START Data shown

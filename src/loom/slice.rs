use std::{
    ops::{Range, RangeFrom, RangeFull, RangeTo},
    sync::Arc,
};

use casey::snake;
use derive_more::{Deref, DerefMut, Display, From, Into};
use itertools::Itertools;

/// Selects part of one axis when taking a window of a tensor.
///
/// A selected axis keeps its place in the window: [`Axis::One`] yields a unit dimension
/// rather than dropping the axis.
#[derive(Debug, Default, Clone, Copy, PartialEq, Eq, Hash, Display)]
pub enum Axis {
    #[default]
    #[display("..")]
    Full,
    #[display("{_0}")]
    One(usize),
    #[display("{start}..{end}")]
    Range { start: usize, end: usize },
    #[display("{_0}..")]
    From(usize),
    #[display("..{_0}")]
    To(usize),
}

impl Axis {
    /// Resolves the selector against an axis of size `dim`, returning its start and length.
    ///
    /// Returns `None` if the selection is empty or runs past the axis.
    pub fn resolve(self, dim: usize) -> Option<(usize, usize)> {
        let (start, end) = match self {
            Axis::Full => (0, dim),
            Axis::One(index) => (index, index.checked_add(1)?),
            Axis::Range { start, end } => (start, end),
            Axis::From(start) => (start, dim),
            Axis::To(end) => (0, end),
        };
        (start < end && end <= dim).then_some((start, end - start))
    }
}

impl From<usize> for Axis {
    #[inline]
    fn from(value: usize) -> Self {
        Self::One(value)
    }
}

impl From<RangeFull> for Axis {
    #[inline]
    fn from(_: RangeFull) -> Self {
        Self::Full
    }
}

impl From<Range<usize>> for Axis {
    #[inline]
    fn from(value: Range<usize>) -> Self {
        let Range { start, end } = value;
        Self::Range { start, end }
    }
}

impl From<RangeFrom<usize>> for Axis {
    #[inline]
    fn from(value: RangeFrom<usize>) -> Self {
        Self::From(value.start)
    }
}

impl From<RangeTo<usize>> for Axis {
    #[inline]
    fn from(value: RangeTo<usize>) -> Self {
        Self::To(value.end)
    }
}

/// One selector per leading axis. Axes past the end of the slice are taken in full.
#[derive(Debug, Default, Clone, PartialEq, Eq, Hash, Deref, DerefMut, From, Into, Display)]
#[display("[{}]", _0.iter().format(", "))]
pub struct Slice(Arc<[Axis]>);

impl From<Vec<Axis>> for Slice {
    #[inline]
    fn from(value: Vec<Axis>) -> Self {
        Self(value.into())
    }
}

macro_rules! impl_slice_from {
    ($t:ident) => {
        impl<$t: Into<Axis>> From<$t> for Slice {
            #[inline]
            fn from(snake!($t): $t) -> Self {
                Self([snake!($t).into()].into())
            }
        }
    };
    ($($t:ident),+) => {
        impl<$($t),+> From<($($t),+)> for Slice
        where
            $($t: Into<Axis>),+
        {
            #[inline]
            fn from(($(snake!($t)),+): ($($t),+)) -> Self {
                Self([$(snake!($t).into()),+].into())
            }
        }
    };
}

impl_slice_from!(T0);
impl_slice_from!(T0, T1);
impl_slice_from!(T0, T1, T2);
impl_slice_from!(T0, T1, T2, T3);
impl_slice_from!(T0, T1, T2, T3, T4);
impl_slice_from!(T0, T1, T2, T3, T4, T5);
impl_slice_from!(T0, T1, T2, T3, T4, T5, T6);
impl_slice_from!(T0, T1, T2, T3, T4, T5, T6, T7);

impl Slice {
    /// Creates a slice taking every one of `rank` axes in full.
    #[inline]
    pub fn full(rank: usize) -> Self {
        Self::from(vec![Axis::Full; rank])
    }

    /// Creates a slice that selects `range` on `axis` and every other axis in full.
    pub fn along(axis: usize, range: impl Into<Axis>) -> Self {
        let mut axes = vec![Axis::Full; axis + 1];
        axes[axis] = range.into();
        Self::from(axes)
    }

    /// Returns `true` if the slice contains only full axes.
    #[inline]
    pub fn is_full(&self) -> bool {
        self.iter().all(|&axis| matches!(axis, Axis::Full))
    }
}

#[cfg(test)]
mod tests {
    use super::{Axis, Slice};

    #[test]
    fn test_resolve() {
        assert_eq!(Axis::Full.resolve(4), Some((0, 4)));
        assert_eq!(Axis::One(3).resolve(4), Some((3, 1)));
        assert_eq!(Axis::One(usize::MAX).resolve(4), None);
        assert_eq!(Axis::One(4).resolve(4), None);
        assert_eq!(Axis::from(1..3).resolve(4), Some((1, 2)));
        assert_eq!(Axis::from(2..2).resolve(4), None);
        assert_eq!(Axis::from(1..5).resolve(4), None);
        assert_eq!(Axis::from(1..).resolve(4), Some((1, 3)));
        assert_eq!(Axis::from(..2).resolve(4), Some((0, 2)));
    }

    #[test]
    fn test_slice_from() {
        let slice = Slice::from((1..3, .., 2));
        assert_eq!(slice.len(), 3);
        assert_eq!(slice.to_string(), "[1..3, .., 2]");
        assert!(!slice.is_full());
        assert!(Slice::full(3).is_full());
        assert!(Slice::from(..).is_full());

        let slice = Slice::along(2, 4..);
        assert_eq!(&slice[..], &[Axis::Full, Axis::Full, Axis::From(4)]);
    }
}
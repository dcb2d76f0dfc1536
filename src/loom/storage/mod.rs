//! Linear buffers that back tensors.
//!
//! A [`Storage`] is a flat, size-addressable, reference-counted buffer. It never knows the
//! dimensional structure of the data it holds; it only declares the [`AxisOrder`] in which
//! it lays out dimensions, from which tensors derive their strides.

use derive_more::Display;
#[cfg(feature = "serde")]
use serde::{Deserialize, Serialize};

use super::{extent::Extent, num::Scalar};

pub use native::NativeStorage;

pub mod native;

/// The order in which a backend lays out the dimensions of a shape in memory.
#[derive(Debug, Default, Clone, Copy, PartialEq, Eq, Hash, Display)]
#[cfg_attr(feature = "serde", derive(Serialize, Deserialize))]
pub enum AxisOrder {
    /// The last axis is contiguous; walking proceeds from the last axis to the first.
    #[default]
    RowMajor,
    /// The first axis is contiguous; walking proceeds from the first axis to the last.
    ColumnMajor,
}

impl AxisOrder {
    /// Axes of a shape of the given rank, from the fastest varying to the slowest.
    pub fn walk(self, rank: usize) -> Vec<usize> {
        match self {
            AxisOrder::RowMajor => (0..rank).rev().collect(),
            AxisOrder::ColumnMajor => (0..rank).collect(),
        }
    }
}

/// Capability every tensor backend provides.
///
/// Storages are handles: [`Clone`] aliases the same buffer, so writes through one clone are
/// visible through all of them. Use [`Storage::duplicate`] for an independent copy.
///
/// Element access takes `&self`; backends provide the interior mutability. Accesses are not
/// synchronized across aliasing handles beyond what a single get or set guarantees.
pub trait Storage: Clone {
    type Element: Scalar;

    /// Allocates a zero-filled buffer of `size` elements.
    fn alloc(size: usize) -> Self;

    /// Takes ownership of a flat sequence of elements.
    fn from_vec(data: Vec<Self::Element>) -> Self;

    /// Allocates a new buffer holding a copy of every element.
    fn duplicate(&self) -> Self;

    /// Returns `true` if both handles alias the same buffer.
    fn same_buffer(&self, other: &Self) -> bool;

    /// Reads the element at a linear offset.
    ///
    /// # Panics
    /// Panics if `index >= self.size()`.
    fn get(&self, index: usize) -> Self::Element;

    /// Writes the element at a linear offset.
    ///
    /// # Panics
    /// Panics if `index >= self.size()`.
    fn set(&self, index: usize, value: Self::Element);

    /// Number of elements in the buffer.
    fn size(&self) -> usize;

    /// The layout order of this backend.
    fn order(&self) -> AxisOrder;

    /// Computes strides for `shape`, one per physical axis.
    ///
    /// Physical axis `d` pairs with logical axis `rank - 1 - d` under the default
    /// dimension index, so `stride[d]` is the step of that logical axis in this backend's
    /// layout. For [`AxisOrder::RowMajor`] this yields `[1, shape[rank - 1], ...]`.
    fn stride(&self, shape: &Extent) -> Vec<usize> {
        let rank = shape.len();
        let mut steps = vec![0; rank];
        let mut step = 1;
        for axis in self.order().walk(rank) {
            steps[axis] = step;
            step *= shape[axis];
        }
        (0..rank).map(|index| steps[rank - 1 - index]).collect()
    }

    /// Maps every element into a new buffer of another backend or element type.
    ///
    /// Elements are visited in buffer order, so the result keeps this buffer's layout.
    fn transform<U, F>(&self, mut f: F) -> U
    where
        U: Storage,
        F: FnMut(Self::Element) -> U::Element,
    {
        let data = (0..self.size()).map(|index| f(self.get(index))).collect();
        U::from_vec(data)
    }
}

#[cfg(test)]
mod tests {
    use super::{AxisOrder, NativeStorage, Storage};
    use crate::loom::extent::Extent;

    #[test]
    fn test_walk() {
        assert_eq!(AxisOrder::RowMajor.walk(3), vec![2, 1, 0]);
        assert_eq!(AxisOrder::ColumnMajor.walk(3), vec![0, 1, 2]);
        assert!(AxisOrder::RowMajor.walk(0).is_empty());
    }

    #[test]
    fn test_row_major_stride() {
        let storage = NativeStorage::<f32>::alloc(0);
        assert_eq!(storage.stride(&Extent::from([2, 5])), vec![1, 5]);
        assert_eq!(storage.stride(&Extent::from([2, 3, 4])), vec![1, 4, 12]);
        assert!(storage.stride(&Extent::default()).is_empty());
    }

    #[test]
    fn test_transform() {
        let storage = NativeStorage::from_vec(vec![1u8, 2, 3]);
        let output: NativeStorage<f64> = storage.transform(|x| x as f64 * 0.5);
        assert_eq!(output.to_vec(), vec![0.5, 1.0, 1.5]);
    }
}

END Data shown

### Task item
Your response should hold the lines from the first line of the entries above through the line with "impl From<RangeFrom<usize>> for", each retyped exactly, and nothing else.

### Response below
filename src/loom/slice.rs
use std::{
    ops::{Range, RangeFrom, RangeFull, RangeTo},
    sync::Arc,
};

use casey::snake;
use derive_more::{Deref, DerefMut, Display, From, Into};
use itertools::Itertools;

/// Selects part of one axis when taking a window of a tensor.
///
/// A selected axis keeps its place in the window: [`Axis::One`] yields a unit dimension
/// rather than dropping the axis.
#[derive(Debug, Default, Clone, Copy, PartialEq, Eq, Hash, Display)]
pub enum Axis {
    #[default]
    #[display("..")]
    Full,
    #[display("{_0}")]
    One(usize),
    #[display("{start}..{end}")]
    Range { start: usize, end: usize },
    #[display("{_0}..")]
    From(usize),
    #[display("..{_0}")]
    To(usize),
}

impl Axis {
    /// Resolves the selector against an axis of size `dim`, returning its start and length.
    ///
    /// Returns `None` if the selection is empty or runs past the axis.
    pub fn resolve(self, dim: usize) -> Option<(usize, usize)> {
        let (start, end) = match self {
            Axis::Full => (0, dim),
            Axis::One(index) => (index, index.checked_add(1)?),
            Axis::Range { start, end } => (start, end),
            Axis::From(start) => (start, dim),
            Axis::To(end) => (0, end),
        };
        (start < end && end <= dim).then_some((start, end - start))
    }
}

impl From<usize> for Axis {
    #[inline]
    fn from(value: usize) -> Self {
        Self::One(value)
    }
}

impl From<RangeFull> for Axis {
    #[inline]
    fn from(_: RangeFull) -> Self {
        Self::Full
    }
}

impl From<Range<usize>> for Axis {
    #[inline]
    fn from(value: Range<usize>) -> Self {
        let Range { start, end } = value;
        Self::Range { start, end }
    }
}

impl From<RangeFrom<usize>> for Axis {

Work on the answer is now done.